No mundo que combato morro
no mundo por que luto nasço


(Mia Couto)

25 de mai. de 2018

Planeta (Set/2015)


"A escrita é a minha casa, meu abrigo.
Não contra as feras que rondam,
mas contra os meus monstros interiores."


(Mia Couto)

19 de mai. de 2018

VII


Bem mais perto do fim da minha vida,
não ouso perscrutar o quanto fui,
o quanto de anjo torto, gauche ou não -

pois tudo de bom, de mau, se dilui
em Cronos, no tempo, no turbilhão
da ordem no Caos, que sem pressa flui

pré-socrático, imune, sem perdão
em minha heráclita veia, e lento,
festa de sangue, humor e pensamento.


("Nostoi", Armando F.)

VI


Torrentes cruzei pelas vias plácidas
que freqüentei, mais a noite que o dia
a mim se aliou nas artérias ácidas

pulsantes de um mundo que não sentia
as margens fúlgidas e mesmo cegas,
contraditórias, do mundo que eu via.

Sementes deixei - ó mundo, carregas
(mas não o meu, o deles) este fardo
a mais, vingança sutil de um degas

que insiste ainda, com certo retardo,
em se fazer ouvir, criar platéia,
com nome visigodo ou de boiardo

fingindo o renascer de alguma idéia
já que não tem um nome, um latifúndio,
e bota abaixo o céu da Cananéia.

Futuro, nem passado.
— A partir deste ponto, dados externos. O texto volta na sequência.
//! Tiny 5x7 bitmap font for card text. Lowercase renders as uppercase and accented
//! Latin letters as their base letter; anything else without a glyph renders as `?`.

use image::{Rgba, RgbaImage};

pub const GLYPH_W: u32 = 5;
pub const GLYPH_H: u32 = 7;
const ADVANCE: u32 = GLYPH_W + 1;

/// Base letter for accented Latin characters and ASCII stand-ins for typographic marks.
fn fold(c: char) -> char {
    match c {
        'À'..='Å' | 'à'..='å' | 'Ā' | 'ā' | 'Ă' | 'ă' | 'Ą' | 'ą' => 'A',
        'Ç' | 'ç' | 'Ć' | 'ć' | 'Č' | 'č' => 'C',
        'Ð' | 'ð' | 'Ď' | 'ď' | 'Đ' | 'đ' => 'D',
        'È'..='Ë' | 'è'..='ë' | 'Ē' | 'ē' | 'Ę' | 'ę' | 'Ě' | 'ě' => 'E',
        'Ğ' | 'ğ' => 'G',
        'Ì'..='Ï' | 'ì'..='ï' | 'Ī' | 'ī' | 'İ' | 'ı' => 'I',
        'Ł' | 'ł' => 'L',
        'Ñ' | 'ñ' | 'Ń' | 'ń' | 'Ň' | 'ň' => 'N',
        'Ò'..='Ö' | 'Ø' | 'ò'..='ö' | 'ø' | 'Ō' | 'ō' | 'Ő' | 'ő' => 'O',
        'Ř' | 'ř' => 'R',
        'Ś' | 'ś' | 'Ş' | 'ş' | 'Š' | 'š' => 'S',
        'Ţ' | 'ţ' | 'Ť' | 'ť' => 'T',
        'Ù'..='Ü' | 'ù'..='ü' | 'Ū' | 'ū' | 'Ů' | 'ů' | 'Ű' | 'ű' => 'U',
        'Ý' | 'ý' | 'ÿ' | 'Ÿ' => 'Y',
        'Ź' | 'ź' | 'Ż' | 'ż' | 'Ž' | 'ž' => 'Z',
        '‘' | '’' | 'ʼ' | '`' => '\'',
        '‐' | '–' | '—' => '-',
        other => other,
    }
}

fn glyph(c: char) -> [u8; 7] {
    match fold(c).to_ascii_uppercase() {
        'A' => [0x0E, 0x11, 0x11, 0x1F, 0x11, 0x11, 0x11],
        'B' => [0x1E, 0x11, 0x11, 0x1E, 0x11, 0x11, 0x1E],
        'C' => [0x0E, 0x11, 0x10, 0x10, 0x10, 0x11, 0x0E],
        'D' => [0x1E, 0x11, 0x11, 0x11, 0x11, 0x11, 0x1E],
        'E' => [0x1F, 0x10, 0x10, 0x1E, 0x10, 0x10, 0x1F],
        'F' => [0x1F, 0x10, 0x10, 0x1E, 0x10, 0x10, 0x10],
        'G' => [0x0E, 0x11, 0x10, 0x17, 0x11, 0x11, 0x0F],
        'H' => [0x11, 0x11, 0x11, 0x1F, 0x11, 0x11, 0x11],
        'I' => [0x0E, 0x04, 0x04, 0x04, 0x04, 0x04, 0x0E],
        'J' => [0x07, 0x02, 0x02, 0x02, 0x02, 0x12, 0x0C],
        'K' => [0x11, 0x12, 0x14, 0x18, 0x14, 0x12, 0x11],
        'L' => [0x10, 0x10, 0x10, 0x10, 0x10, 0x10, 0x1F],
        'M' => [0x11, 0x1B, 0x15, 0x15, 0x11, 0x11, 0x11],
        'N' => [0x11, 0x11, 0x19, 0x15, 0x13, 0x11, 0x11],
        'O' => [0x0E, 0x11, 0x11, 0x11, 0x11, 0x11, 0x0E],
        'P' => [0x1E, 0x11, 0x11, 0x1E, 0x10, 0x10, 0x10],
        'Q' => [0x0E, 0x11, 0x11, 0x11, 0x15, 0x12, 0x0D],
        'R' => [0x1E, 0x11, 0x11, 0x1E, 0x14, 0x12, 0x11],
        'S' => [0x0F, 0x10, 0x10, 0x0E, 0x01, 0x01, 0x1E],
        'T' => [0x1F, 0x04, 0x04, 0x04, 0x04, 0x04, 0x04],
        'U' => [0x11, 0x11, 0x11, 0x11, 0x11, 0x11, 0x0E],
        'V' => [0x11, 0x11, 0x11, 0x11, 0x11, 0x0A, 0x04],
        'W' => [0x11, 0x11, 0x11, 0x15, 0x15, 0x15, 0x0A],
        'X' => [0x11, 0x11, 0x0A, 0x04, 0x0A, 0x11, 0x11],
        'Y' => [0x11, 0x11, 0x11, 0x0A, 0x04, 0x04, 0x04],
        'Z' => [0x1F, 0x01, 0x02, 0x04, 0x08, 0x10, 0x1F],
        '0' => [0x0E, 0x11, 0x13, 0x15, 0x19, 0x11, 0x0E],
        '1' => [0x04, 0x0C, 0x04, 0x04, 0x04, 0x04, 0x0E],
        '2' => [0x0E, 0x11, 0x01, 0x02, 0x04, 0x08, 0x1F],
        '3' => [0x1F, 0x02, 0x04, 0x02, 0x01, 0x11, 0x0E],
        '4' => [0x02, 0x06, 0x0A, 0x12, 0x1F, 0x02, 0x02],
        '5' => [0x1F, 0x10, 0x1E, 0x01, 0x01, 0x11, 0x0E],
        '6' => [0x06, 0x08, 0x10, 0x1E, 0x11, 0x11, 0x0E],
        '7' => [0x1F, 0x01, 0x02, 0x04, 0x08, 0x08, 0x08],
        '8' => [0x0E, 0x11, 0x11, 0x0E, 0x11, 0x11, 0x0E],
        '9' => [0x0E, 0x11, 0x11, 0x0F, 0x01, 0x02, 0x0C],
        ' ' => [0; 7],
        '.' => [0x00, 0x00, 0x00, 0x00, 0x00, 0x0C, 0x0C],
        ',' => [0x00, 0x00, 0x00, 0x00, 0x0C, 0x04, 0x08],
        ':' => [0x00, 0x0C, 0x0C, 0x00, 0x0C, 0x0C, 0x00],
        '-' => [0x00, 0x00, 0x00, 0x1F, 0x00, 0x00, 0x00],
        '/' => [0x00, 0x01, 0x02, 0x04, 0x08, 0x10, 0x00],
        '(' => [0x02, 0x04, 0x08, 0x08, 0x08, 0x04, 0x02],
        ')' => [0x08, 0x04, 0x02, 0x02, 0x02, 0x04, 0x08],
        '%' => [0x18, 0x19, 0x02, 0x04, 0x08, 0x13, 0x03],
        '&' => [0x0C, 0x12, 0x14, 0x08, 0x15, 0x12, 0x0D],
        '\'' => [0x0C, 0x04, 0x08, 0x00, 0x00, 0x00, 0x00],
        _ => [0x0E, 0x11, 0x01, 0x02, 0x04, 0x00, 0x04],
    }
}

/// Pixel width of `text` at `scale`.
pub fn text_width(text: &str, scale: u32) -> u32 {
    let n = text.chars().count() as u32;
    if n == 0 {
        return 0;
    }
    (n * ADVANCE - 1) * scale
}

/// Longest prefix of `text` that fits in `max_width`, with `...` when cut.
pub fn fit(text: &str, scale: u32, max_width: u32) -> String {
    if text_width(text, scale) <= max_width {
        return text.to_string();
    }
    let max_chars = ((max_width / scale + 1) / ADVANCE) as usize;
    let keep = max_chars.saturating_sub(3);
    let mut out: String = text.chars().take(keep).collect();
    out.push_str("...");
    out
}

/// Draws `text` with its top-left corner at (x, y). Pixels outside the image are
/// clipped.
pub fn draw_text(img: &mut RgbaImage, x: u32, y: u32, text: &str, scale: u32, color: Rgba<u8>) {
    let (w, h) = img.dimensions();
    for (i, c) in text.chars().enumerate() {
        let gx = x + i as u32 * ADVANCE * scale;
        for (row, bits) in glyph(c).iter().enumerate() {
            for col in 0..GLYPH_W {
                if bits & (0x10 >> col) == 0 {
                    continue;
                }
                for dy in 0..scale {
                    for dx in 0..scale {
                        let px = gx + col * scale + dx;
                        let py = y + row as u32 * scale + dy;
                        if px < w && py < h {
                            img.put_pixel(px, py, color);
                        }
                    }
                }
            }
        }
    }
}

/// Draws `text` horizontally centred in an image of width `width`.
pub fn draw_centered(img: &mut RgbaImage, y: u32, text: &str, scale: u32, color: Rgba<u8>) {
    let x = img.width().saturating_sub(text_width(text, scale)) / 2;
    draw_text(img, x, y, text, scale, color);
}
Sou gerúndio
em mim regendo incréu minha partida.


("Nostoi", Armando F.)

Canto XIII


31. Estendi o braço e de um galho arranquei um ramo. E o tronco clamou: "Por que me partes?" Cobrindo-se logo de negro sangue, prosseguiu: "Por que me feres? Não possuis um mínimo de piedade? Em tempos idos fomos homens, hoje somos lenho, mas ainda quando fôssemos almas de serpente, menos cruel deverias ter a mão."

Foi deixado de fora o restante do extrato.